In the human gut, goblet cells produce the mucin proteins MUC2 and MUC5B. In addition to goblet cells, all epithelial cells harbor mucins anchored to their apical membrane. These secreted and adherent mucins create a barrier to maintain gut homeostasis. Dysfunction of mucins can lead to increased susceptibility to infection, inflammation, and contribute to the pathology of inflammatory bowel disease (IBD). Previous studies have indicated that IBD patients, particularly those with ulcerative colitis, have reduced numbers of goblet cells, altered mucin glycosylation and more permeable mucus compared to healthy individuals. We set out to generate a comprehensive analysis of mucins and glycosyltransferases in IBD in the context of inflammation.

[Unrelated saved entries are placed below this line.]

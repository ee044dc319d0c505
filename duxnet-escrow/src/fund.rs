//! C8 — Community Fund.
//!
//! Depends only on the chain adapter and the registry's read API; per
//! §9 it never calls into escrow. Escrow reaches the fund through the
//! single `collect_tax` port.

use crate::{AuditLog, EscrowTxType};
use duxnet_chain::ChainAdapter;
use duxnet_core::{now, Currency, DuxError, DuxEvent, DuxResult, EscrowId, EventBus, Money, Timestamp};
use duxnet_registry::NodeRegistry;
use parking_lot::Mutex;
use std::cmp::Reverse;
use std::sync::Arc;
use tracing::{info, warn};

#[derive(Debug, Clone, Copy)]
pub struct FundConfig {
    pub airdrop_threshold: Money,
    pub airdrop_interval_hours: i64,
    pub min_airdrop_amount: Money,
    pub max_airdrop_nodes: usize,
    pub currency: Currency,
}

#[derive(Debug, Clone)]
pub struct AirdropReport {
    pub total_amount: Money,
    pub wallet_count: usize,
    pub per_wallet: Money,
}

struct FundState {
    balance: Money,
    last_airdrop_at: Option<Timestamp>,
    last_airdrop_amount: Money,
    airdrop_in_progress: bool,
}

/// A single-writer actor over the fund balance (§5: "airdrop execution
/// is exclusive — only one airdrop round at a time across the entire
/// system"), enforced with one `Mutex` rather than an `RwLock` since
/// every operation here mutates.
pub struct CommunityFund {
    state: Mutex<FundState>,
    config: FundConfig,
    registry: Arc<NodeRegistry>,
    chain: Arc<dyn ChainAdapter>,
    audit: Arc<AuditLog>,
    events: Arc<dyn EventBus>,
}

impl CommunityFund {
    pub fn new(
        config: FundConfig,
        registry: Arc<NodeRegistry>,
        chain: Arc<dyn ChainAdapter>,
        audit: Arc<AuditLog>,
        events: Arc<dyn EventBus>,
    ) -> Self {
        Self {
            state: Mutex::new(FundState {
                balance: 0,
                last_airdrop_at: None,
                last_airdrop_amount: 0,
                airdrop_in_progress: false,
            }),
            config,
            registry,
            chain,
            audit,
            events,
        }
    }

    pub fn balance(&self) -> Money {
        self.state.lock().balance
    }

    pub fn last_airdrop_amount(&self) -> Money {
        self.state.lock().last_airdrop_amount
    }

    /// Credits `amount` from escrow's community leg, then evaluates
    /// airdrop eligibility. Returns the airdrop report if one ran.
    pub async fn collect_tax(&self, escrow_id: EscrowId, amount: Money) -> DuxResult<Option<AirdropReport>> {
        {
            let mut state = self.state.lock();
            state.balance += amount;
        }
        self.audit.record(
            escrow_id,
            EscrowTxType::CommunityFund,
            amount,
            self.config.currency,
            None,
            None,
            None,
            serde_json::json!({}),
        );
        info!(escrow_id = %escrow_id, amount, "community fund credited");

        if self.eligible_for_airdrop() {
            return Ok(self.run_airdrop().await?);
        }
        Ok(None)
    }

    fn eligible_for_airdrop(&self) -> bool {
        let state = self.state.lock();
        if state.airdrop_in_progress || state.balance < self.config.airdrop_threshold {
            return false;
        }
        match state.last_airdrop_at {
            None => true,
            Some(last) => {
                let elapsed = now().signed_duration_since(last);
                elapsed.num_hours() >= self.config.airdrop_interval_hours
            }
        }
    }

    /// Runs an airdrop round unconditionally, guarded only by the
    /// single-flight `airdrop_in_progress` flag — called automatically
    /// by `collect_tax` once eligible, and directly by governance to
    /// execute a manual-airdrop proposal outside the threshold/interval
    /// schedule.
    pub async fn run_airdrop(&self) -> DuxResult<Option<AirdropReport>> {
        {
            let mut state = self.state.lock();
            if state.airdrop_in_progress {
                return Ok(None);
            }
            state.airdrop_in_progress = true;
        }

        let result = self.run_airdrop_locked().await;

        self.state.lock().airdrop_in_progress = false;
        result
    }

    async fn run_airdrop_locked(&self) -> DuxResult<Option<AirdropReport>> {
        let balance = self.state.lock().balance;

        let mut nodes = self.registry.list_all();
        nodes.retain(|n| matches!(n.status, duxnet_registry::NodeStatus::Online | duxnet_registry::NodeStatus::Busy));
        nodes.sort_by_key(|n| (Reverse((n.reputation * 1000.0) as i64), n.node_id));
        nodes.truncate(self.config.max_airdrop_nodes);

        if nodes.is_empty() {
            return Ok(None);
        }

        let per_node = balance / nodes.len() as Money;
        if per_node < self.config.min_airdrop_amount {
            return Ok(None);
        }

        let mut transferred = 0u64;
        for node in &nodes {
            match self
                .chain
                .send(self.config.currency, &node.node_id.to_string(), per_node)
                .await
            {
                Ok(_) => transferred += per_node,
                Err(e) => warn!(node_id = %node.node_id, error = %e, "airdrop transfer failed"),
            }
        }

        let mut state = self.state.lock();
        state.balance -= transferred;
        state.last_airdrop_at = Some(now());
        state.last_airdrop_amount = transferred;
        drop(state);

        info!(total_amount = transferred, wallet_count = nodes.len(), per_node, "airdrop executed");
        self.events.publish(DuxEvent::FundAirdrop {
            total_amount: transferred,
            wallet_count: nodes.len(),
            per_wallet: per_node,
            ts: now(),
        });
        Ok(Some(AirdropReport {
            total_amount: transferred,
            wallet_count: nodes.len(),
            per_wallet: per_node,
        }))
    }

    /// Governance-driven manual withdrawal (executed by a passed
    /// `community_fund` proposal). Debits the fund only once the
    /// chain transfer to `destination` has gone through.
    pub async fn withdraw(&self, amount: Money, destination: &str) -> DuxResult<()> {
        {
            let state = self.state.lock();
            if amount > state.balance {
                return Err(DuxError::resource("withdrawal exceeds fund balance"));
            }
        }
        self.chain
            .send(self.config.currency, destination, amount)
            .await
            .map_err(|e| DuxError::external(format!("withdrawal transfer failed: {e}")))?;
        self.state.lock().balance -= amount;
        Ok(())
    }
}

#[cfg(test)]
mod tests {
    use super::*;
    use async_trait::async_trait;
    use duxnet_chain::{Balance, ChainError, TxReceipt, TxStatusReport};
    use duxnet_registry::NodeStatus;

    struct FakeChain;

    #[async_trait]
    impl ChainAdapter for FakeChain {
        async fn get_balance(&self, _currency: Currency) -> Result<Balance, ChainError> {
            unimplemented!()
        }
        async fn new_address(&self, _currency: Currency, _label: Option<&str>) -> Result<String, ChainError> {
            unimplemented!()
        }
        async fn send(&self, _currency: Currency, _to: &str, _amount: u64) -> Result<TxReceipt, ChainError> {
            Ok(TxReceipt { txid: "tx".into() })
        }
        async fn status(&self, _currency: Currency, _txid: &str) -> Result<TxStatusReport, ChainError> {
            unimplemented!()
        }
    }

    fn config() -> FundConfig {
        FundConfig {
            airdrop_threshold: 100,
            airdrop_interval_hours: 0,
            min_airdrop_amount: 1,
            max_airdrop_nodes: 10,
            currency: Currency::Flop,
        }
    }

    #[tokio::test]
    async fn airdrop_triggers_once_threshold_crossed() {
        let registry = Arc::new(NodeRegistry::new());
        for _ in 0..3 {
            let node = registry.register("addr".into(), Default::default(), serde_json::json!({})).unwrap();
            registry.set_status(node.node_id, NodeStatus::Online).unwrap();
        }
        let fund = CommunityFund::new(config(), registry, Arc::new(FakeChain), Arc::new(AuditLog::new()), Arc::new(duxnet_core::NullEventBus));

        assert!(fund.collect_tax(uuid::Uuid::new_v4(), 60).await.unwrap().is_none());
        let report = fund.collect_tax(uuid::Uuid::new_v4(), 45).await.unwrap().unwrap();
        assert_eq!(report.total_amount, 105);
        assert_eq!(report.per_wallet, 35);
        assert_eq!(fund.balance(), 0);
    }

    #[tokio::test]
    async fn airdrop_skipped_when_per_node_below_minimum() {
        let registry = Arc::new(NodeRegistry::new());
        for _ in 0..100 {
            let node = registry.register("addr".into(), Default::default(), serde_json::json!({})).unwrap();
            registry.set_status(node.node_id, NodeStatus::Online).unwrap();
        }
        let mut cfg = config();
        cfg.min_airdrop_amount = 1000;
        cfg.max_airdrop_nodes = 100;
        let fund = CommunityFund::new(cfg, registry, Arc::new(FakeChain), Arc::new(AuditLog::new()), Arc::new(duxnet_core::NullEventBus));
        assert!(fund.collect_tax(uuid::Uuid::new_v4(), 200).await.unwrap().is_none());
        assert_eq!(fund.balance(), 200);
    }
}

We analyzed bulk RNAseq data from rectal mucosal biopsies from 206 control non-IBD individuals and new-onset patients with ulcerative colitis. Ulcerative colitis patients were classified based on the level of inflammation as determined by calprotectin levels and histological severity score during diagnostic colonoscopy. RNAseq revealed that ulcerative colitis patients had increased levels of adherent mucins MUC1, MUC4, and MUC13 and these mucins were elevated with increasing histological severity. We also found that ulcerative colitis patients had decreasing levels of MUC3A and MUC20 with increasing levels of inflammation. No changes were observed in other adherent mucins such as MUC12, MUC16, MUC17 or MUC19. In terms of secreted mucins, we found that histological severity scores of 2 and 3 were associated with increased MUC2, MUC5B and MUC5AC. We confirmed the levels of MUC5B and MUC5AC protein by immunostaining colonic tissue from healthy individuals and ulcerative colitis patients with varying levels of inflammation. To determine if host-derived cytokines could shift the mucin profiles, we examined the mucin profiles of intestinal organoids derived from healthy individuals and ulcerative colitis patients after passaging. Interestingly, only MUC4 was significantly elevated in ulcerative colitis organoids; suggesting that other components absent in the organoid cultures were responsible for elevating mucins. To identify which cytokines could be involved, we examined mucin expression in organoids after incubation with INFy, IL-17A, IL-22 and TNF. We found that only IL-22 shifted the mucin profile and increased MUC1, MUC4, MUC13 and MUC5B in treated organoids. Finally, we found decreased levels of glycosyltransferases GALNT3, GALNT5, GALNT7, GALNT12, B4GALT4, B4GALT5, B3GNT2, B3GNT3, B3GALT5, B3GNT7, B3GNT8, and ST6GALNAC1, and increased levels of ST3GAL1 and ST3GAL2 in ulcerative colitis patients; suggesting that the mucins are not properly glycosylated.

These data point to a causative link between inflammatory cytokines and mucin profiles in IBD patients.